╔══
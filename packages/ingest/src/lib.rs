#![cfg_attr(feature = "fail-on-warnings", deny(warnings))]
#![warn(clippy::all, clippy::pedantic, clippy::nursery, clippy::cargo)]
#![allow(clippy::multiple_crate_versions, clippy::cargo_common_metadata)]

//! Incident file ingestion.
//!
//! Turns a semicolon-delimited incident file with inconsistent encodings
//! and header spellings into a [`CanonicalTable`]:
//!
//! 1. [`csv_file::read_raw`] decodes the bytes and reads every cell as text
//! 2. [`schema::reconcile`] maps header spellings to canonical names
//! 3. [`dates::resolve`] derives one nullable date per row
//! 4. [`pipeline::ingest`] fills text fields, computes `Bairro_norm` with
//!    [`normalize::normalize_text`], and drops rows without a neighborhood
//!
//! Every step is total: malformed values degrade to empty strings or null
//! dates, they never abort the batch.

pub mod csv_file;
pub mod dates;
pub mod normalize;
pub mod pipeline;
pub mod schema;

use crime_dash_crime_models::CanonicalTable;
use thiserror::Error;

pub use pipeline::{IngestReport, Ingested, ingest, ingest_with_report};

/// Errors that can occur while reading or writing incident files.
#[derive(Debug, Error)]
pub enum IngestError {
    /// I/O error (file read/write).
    #[error("I/O error: {0}")]
    Io(#[from] std::io::Error),

    /// The CSV reader or writer failed.
    #[error("CSV error: {0}")]
    Csv(#[from] csv::Error),

    /// The file structure could not be used at all.
    #[error("Parse error: {message}")]
    Parse {
        /// Description of what went wrong.
        message: String,
    },
}

/// A table read straight from the incident file.
///
/// Header names are trimmed; every cell is raw text, or `None` when the
/// cell is absent or holds a missing-value marker.
#[derive(Debug, Clone, Default, PartialEq, Eq)]
pub struct RawTable {
    headers: Vec<String>,
    rows: Vec<Vec<Option<String>>>,
}

impl RawTable {
    /// Creates a raw table. Rows shorter than `headers` are treated as
    /// missing their trailing cells.
    #[must_use]
    pub const fn new(headers: Vec<String>, rows: Vec<Vec<Option<String>>>) -> Self {
        Self { headers, rows }
    }

    /// Column names in file order.
    #[must_use]
    pub fn headers(&self) -> &[String] {
        &self.headers
    }

    /// All rows in file order.
    #[must_use]
    pub fn rows(&self) -> &[Vec<Option<String>>] {
        &self.rows
    }

    /// Number of data rows.
    #[must_use]
    pub fn len(&self) -> usize {
        self.rows.len()
    }

    /// Whether the table has no data rows.
    #[must_use]
    pub fn is_empty(&self) -> bool {
        self.rows.is_empty()
    }

    /// Returns the cell at `(row, column)`, `None` when missing.
    #[must_use]
    pub fn cell(&self, row: usize, column: usize) -> Option<&str> {
        self.rows
            .get(row)
            .and_then(|r| r.get(column))
            .and_then(Option::as_deref)
    }
}

/// Reads and ingests an incident file from raw bytes.
///
/// # Errors
///
/// Returns [`IngestError`] if the bytes do not contain a usable header row
/// or the CSV structure is unreadable.
pub fn ingest_bytes(bytes: &[u8]) -> Result<Ingested, IngestError> {
    let raw = csv_file::read_raw(bytes)?;
    Ok(ingest_with_report(&raw))
}

/// Reads and ingests an incident file from disk.
///
/// The file is read fully into memory; no handle is held afterwards.
///
/// # Errors
///
/// Returns [`IngestError`] if the file cannot be read or parsed.
pub fn ingest_file(path: &std::path::Path) -> Result<Ingested, IngestError> {
    log::info!("Reading incident file {}", path.display());
    let bytes = std::fs::read(path)?;
    ingest_bytes(&bytes)
}

/// Serializes a canonical table to semicolon-delimited bytes.
///
/// # Errors
///
/// Returns [`IngestError`] if the CSV writer fails.
pub fn export_bytes(table: &CanonicalTable) -> Result<Vec<u8>, IngestError> {
    let mut out = Vec::new();
    csv_file::write_canonical(table, &mut out)?;
    Ok(out)
}

#[cfg(test)]
mod tests {
    use super::*;

    #[test]
    fn cell_handles_short_rows() {
        let table = RawTable::new(
            vec!["A".to_string(), "B".to_string()],
            vec![vec![Some("x".to_string())]],
        );
        assert_eq!(table.cell(0, 0), Some("x"));
        assert_eq!(table.cell(0, 1), None);
        assert_eq!(table.cell(1, 0), None);
    }

    #[test]
    fn export_then_reingest_preserves_rows_and_keys() {
        let input = "Ano;M\u{ea}s;Dia;Bairro;Natureza\n\
                     2021;jan;1;S\u{e3}o Braz;FURTO\n\
                     2021;fev;2;  centro ;ROUBO\n\
                     2021;xyz;3;Cajuru;FURTO\n\
                     2021;mar;4;;FURTO\n";
        let first = ingest_bytes(input.as_bytes()).unwrap();
        assert_eq!(first.table.len(), 3);

        let exported = export_bytes(&first.table).unwrap();
        let second = ingest_bytes(&exported).unwrap();

        assert_eq!(second.table.len(), first.table.len());
        let keys = |t: &CanonicalTable| {
            t.records()
                .iter()
                .map(|r| r.bairro_norm.clone())
                .collect::<Vec<_>>()
        };
        assert_eq!(keys(&second.table), keys(&first.table));
        assert_eq!(
            second.report.date_strategy,
            dates::DateStrategy::DirectColumn
        );
        let dates = |t: &CanonicalTable| t.records().iter().map(|r| r.data).collect::<Vec<_>>();
        assert_eq!(dates(&second.table), dates(&first.table));
    }
}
╚══
_Exercise goal_: For each line in the data above that contains the string "collect", extract the line.

_Exercise response_:
                .collect::<Vec<_>>()
        let dates = |t: &CanonicalTable| t.records().iter().map(|r| r.data).collect::<Vec<_>>();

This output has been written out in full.